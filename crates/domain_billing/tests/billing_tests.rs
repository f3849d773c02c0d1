//! Lifecycle tests for domain_billing

use std::collections::HashSet;
use std::sync::Arc;

use chrono::NaiveDate;
use proptest::prelude::*;
use rust_decimal::Decimal;
use rust_decimal_macros::dec;

use core_kernel::{BillId, PageRequest};

use domain_billing::ports::mock::InMemoryBillStore;
use domain_billing::{Bill, BillError, BillFilter, BillInput, BillService, ImportError, Situation};
use test_utils::{
    assert_bill_matches, assert_bills_in_order, assert_page_meta, bill_input_strategy,
    new_bill_strategy, BillFixtures, CsvFixtures, TestBillBuilder,
};

const HEADER: &str = "data_vencimento,data_pagamento,valor,descricao,situacao\n";

fn date(y: i32, m: u32, d: u32) -> NaiveDate {
    NaiveDate::from_ymd_opt(y, m, d).unwrap()
}

fn setup() -> (BillService, InMemoryBillStore) {
    let store = InMemoryBillStore::new();
    (BillService::new(Arc::new(store.clone())), store)
}

fn input(due: NaiveDate, amount: Decimal, description: &str) -> BillInput {
    TestBillBuilder::new()
        .with_due_date(due)
        .with_amount(amount)
        .with_description(description)
        .build_input()
}

// ============================================================================
// Create / Find
// ============================================================================

mod create_tests {
    use super::*;

    #[tokio::test]
    async fn test_create_assigns_id_and_persists() {
        let (service, store) = setup();
        let bill = service
            .create(input(date(2024, 1, 5), dec!(284.25), "Power"))
            .await
            .unwrap();

        let found = service.find_by_id(&bill.id.to_string()).await.unwrap();
        assert_eq!(found, bill);
        assert_eq!(store.len().await, 1);
    }

    #[tokio::test]
    async fn test_create_keeps_explicit_situation() {
        let (service, _) = setup();
        let mut request = input(date(2024, 1, 5), dec!(10), "Water");
        request.situation = Some(Situation::Paid);
        request.payment_date = Some(date(2024, 1, 4));

        let bill = service.create(request).await.unwrap();

        assert_eq!(bill.situation, Situation::Paid);
        assert_eq!(bill.payment_date, Some(date(2024, 1, 4)));
    }

    #[tokio::test]
    async fn test_create_reports_every_invalid_field() {
        let (service, store) = setup();
        let error = service.create(BillInput::default()).await.unwrap_err();

        match error {
            BillError::ValidationFailed(violations) => {
                let names: Vec<_> = violations.iter().map(|v| v.field.as_str()).collect();
                assert_eq!(names, vec!["data_vencimento", "valor", "descricao"]);
            }
            other => panic!("unexpected error: {other:?}"),
        }
        assert!(store.is_empty().await);
    }

    #[tokio::test]
    async fn test_find_unknown_is_not_found() {
        let (service, _) = setup();
        let id = BillId::new_v7();
        let error = service.find_by_id(&id.to_string()).await.unwrap_err();

        assert!(error.is_not_found());
        assert_eq!(
            error.to_string(),
            format!("There is no bill register with the code {id}.")
        );
    }
}

// ============================================================================
// Update / Pay / Delete
// ============================================================================

mod mutation_tests {
    use super::*;

    #[tokio::test]
    async fn test_update_replaces_fields_and_keeps_id() {
        let (service, _) = setup();
        let bill = service
            .create(input(date(2024, 1, 5), dec!(100), "Old"))
            .await
            .unwrap();

        let mut request = input(date(2024, 2, 5), dec!(200), "New");
        request.payment_date = Some(date(2024, 2, 1));
        request.situation = Some(Situation::Paid);
        let updated = service.update(&bill.id.to_string(), request).await.unwrap();

        assert_eq!(updated.id, bill.id);
        assert_eq!(updated.due_date, date(2024, 2, 5));
        assert_eq!(updated.amount, dec!(200));
        assert_eq!(updated.description, "New");
        assert_eq!(updated.payment_date, Some(date(2024, 2, 1)));
        assert_eq!(updated.situation, Situation::Paid);
    }

    #[tokio::test]
    async fn test_pay_is_idempotent_and_only_touches_situation() {
        let (service, _) = setup();
        let bill = service
            .create(input(date(2024, 1, 5), dec!(99.90), "Internet"))
            .await
            .unwrap();
        let id = bill.id.to_string();

        let paid = service.pay(&id).await.unwrap();
        assert_eq!(paid.situation, Situation::Paid);
        assert_eq!(paid.due_date, bill.due_date);
        assert_eq!(paid.amount, bill.amount);
        assert_eq!(paid.description, bill.description);
        assert_eq!(paid.payment_date, bill.payment_date);

        let again = service.pay(&id).await.unwrap();
        assert_eq!(again, paid);
    }

    #[tokio::test]
    async fn test_delete_removes_bill() {
        let (service, store) = setup();
        let bill = service
            .create(input(date(2024, 1, 5), dec!(1), "Temp"))
            .await
            .unwrap();

        service.delete(&bill.id.to_string()).await.unwrap();

        assert!(store.is_empty().await);
        assert!(service.find_by_id(&bill.id.to_string()).await.unwrap_err().is_not_found());
    }

    #[tokio::test]
    async fn test_unknown_id_never_mutates_storage() {
        let (service, store) = setup();
        service
            .create(input(date(2024, 1, 5), dec!(1), "Keep"))
            .await
            .unwrap();
        let before = store.snapshot().await;
        let missing = BillId::new_v7().to_string();

        assert!(service.update(&missing, input(date(2024, 1, 1), dec!(2), "X")).await.unwrap_err().is_not_found());
        assert!(service.pay(&missing).await.unwrap_err().is_not_found());
        assert!(service.delete(&missing).await.unwrap_err().is_not_found());

        assert_eq!(store.snapshot().await, before);
    }
}

// ============================================================================
// List / Filter
// ============================================================================

mod query_tests {
    use super::*;

    async fn seeded() -> BillService {
        let (service, _) = setup();
        for (due, description) in [
            (date(2024, 1, 5), "Electricity January"),
            (date(2024, 1, 5), "Water January"),
            (date(2024, 2, 5), "Electricity February"),
            (date(2024, 1, 5), "ELECTRICITY backup"),
        ] {
            service.create(input(due, dec!(10), description)).await.unwrap();
        }
        service
    }

    #[tokio::test]
    async fn test_list_pages_in_insertion_order() {
        let service = seeded().await;
        let page = service.list(PageRequest::new(1, 3).unwrap()).await.unwrap();

        assert_page_meta(&page, 1, 3, 4);
        assert_eq!(page.total_pages(), 2);
        assert_eq!(page.content.len(), 1);
        assert_eq!(page.content[0].description, "ELECTRICITY backup");
    }

    #[tokio::test]
    async fn test_filter_by_due_date_and_description() {
        let service = seeded().await;
        let filter = BillFilter::new(Some(date(2024, 1, 5)), Some("electricity".to_string()));
        let page = service.filter(filter, PageRequest::new(0, 10).unwrap()).await.unwrap();

        let descriptions: Vec<_> = page.content.iter().map(|b| b.description.as_str()).collect();
        assert_eq!(descriptions, vec!["Electricity January", "ELECTRICITY backup"]);
        assert_page_meta(&page, 0, 10, 2);
    }

    #[tokio::test]
    async fn test_empty_filter_matches_all() {
        let service = seeded().await;
        let page = service
            .filter(BillFilter::new(None, Some(" ".to_string())), PageRequest::default())
            .await
            .unwrap();

        assert_eq!(page.total_elements, 4);
    }
}

// ============================================================================
// Import
// ============================================================================

mod import_tests {
    use super::*;

    #[tokio::test]
    async fn test_import_reference_row() {
        let (service, _) = setup();

        let bills = service
            .import_bills(CsvFixtures::single_row().as_bytes())
            .await
            .unwrap();

        assert_eq!(bills.len(), 1);
        let bill = &bills[0];
        assert_bill_matches(bill, &BillFixtures::paid_new_bill());
        assert!(service.find_by_id(&bill.id.to_string()).await.is_ok());
    }

    #[tokio::test]
    async fn test_import_blank_optionals() {
        let (service, _) = setup();
        let csv = format!("{HEADER}2024-01-05,,12.00,Gas,\n");
        let bills = service.import_bills(csv.as_bytes()).await.unwrap();

        assert!(bills[0].payment_date.is_none());
        assert_eq!(bills[0].situation, Situation::Unpaid);
    }

    #[tokio::test]
    async fn test_import_preserves_row_order_in_listing() {
        let (service, _) = setup();
        let rows: String = (1..=12)
            .map(|n| format!("2024-03-{n:02},,{n}.00,Row {n},\n"))
            .collect();
        let csv = format!("{HEADER}{rows}");

        let imported = service.import_bills(csv.as_bytes()).await.unwrap();
        let listed = service.list(PageRequest::new(0, 50).unwrap()).await.unwrap();

        assert_eq!(imported.len(), 12);
        assert_eq!(listed.content, imported);
        let ids: HashSet<BillId> = imported.iter().map(|b| b.id).collect();
        assert_eq!(ids.len(), imported.len());
    }

    #[tokio::test]
    async fn test_malformed_row_aborts_whole_batch() {
        let (service, store) = setup();
        let csv = format!("{HEADER}2024-01-05,,1.00,First,\n2024-01-06,,12,3,Second,\n");

        let error = service.import_bills(csv.as_bytes()).await.unwrap_err();

        assert!(matches!(error, BillError::MalformedInput(ImportError::Csv(_))));
        assert!(store.is_empty().await);
    }

    #[tokio::test]
    async fn test_header_only_imports_nothing() {
        let (service, store) = setup();
        let bills = service.import_bills(HEADER.as_bytes()).await.unwrap();

        assert!(bills.is_empty());
        assert!(store.is_empty().await);
    }
}

// ============================================================================
// Properties
// ============================================================================

fn runtime() -> tokio::runtime::Runtime {
    tokio::runtime::Builder::new_current_thread()
        .build()
        .unwrap()
}

proptest! {
    #[test]
    fn prop_created_situation_defaults_or_matches(request in bill_input_strategy()) {
        let (service, _) = setup();
        let expected = request.situation.unwrap_or(Situation::Unpaid);
        let bill: Bill = runtime().block_on(service.create(request)).unwrap();

        prop_assert_eq!(bill.situation, expected);
    }

    #[test]
    fn prop_pay_twice_equals_pay_once(request in bill_input_strategy()) {
        let (service, _) = setup();
        let rt = runtime();
        let bill = rt.block_on(service.create(request)).unwrap();
        let id = bill.id.to_string();

        let once = rt.block_on(service.pay(&id)).unwrap();
        let twice = rt.block_on(service.pay(&id)).unwrap();

        prop_assert_eq!(&once, &twice);
        prop_assert_eq!(once.situation, Situation::Paid);
        prop_assert_eq!(once.amount, bill.amount);
        prop_assert_eq!(once.due_date, bill.due_date);
    }

    #[test]
    fn prop_listing_keeps_insertion_order(bills in proptest::collection::vec(new_bill_strategy(), 0..8)) {
        let rt = runtime();
        let store = rt.block_on(InMemoryBillStore::with_bills(bills.clone()));
        let service = BillService::new(Arc::new(store));

        let page = rt.block_on(service.list(PageRequest::new(0, 50).unwrap())).unwrap();

        assert_page_meta(&page, 0, 50, bills.len() as u64);
        assert_bills_in_order(&page.content, &bills);
    }
}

########################################

-- DIRECTIONS FOR THIS TASK --
Out of the material above, gather each line where "BillId" appears.

-- COMPLETED TASK --
use core_kernel::{BillId, PageRequest};
        let id = BillId::new_v7();
        let missing = BillId::new_v7().to_string();
        let ids: HashSet<BillId> = imported.iter().map(|b| b.id).collect();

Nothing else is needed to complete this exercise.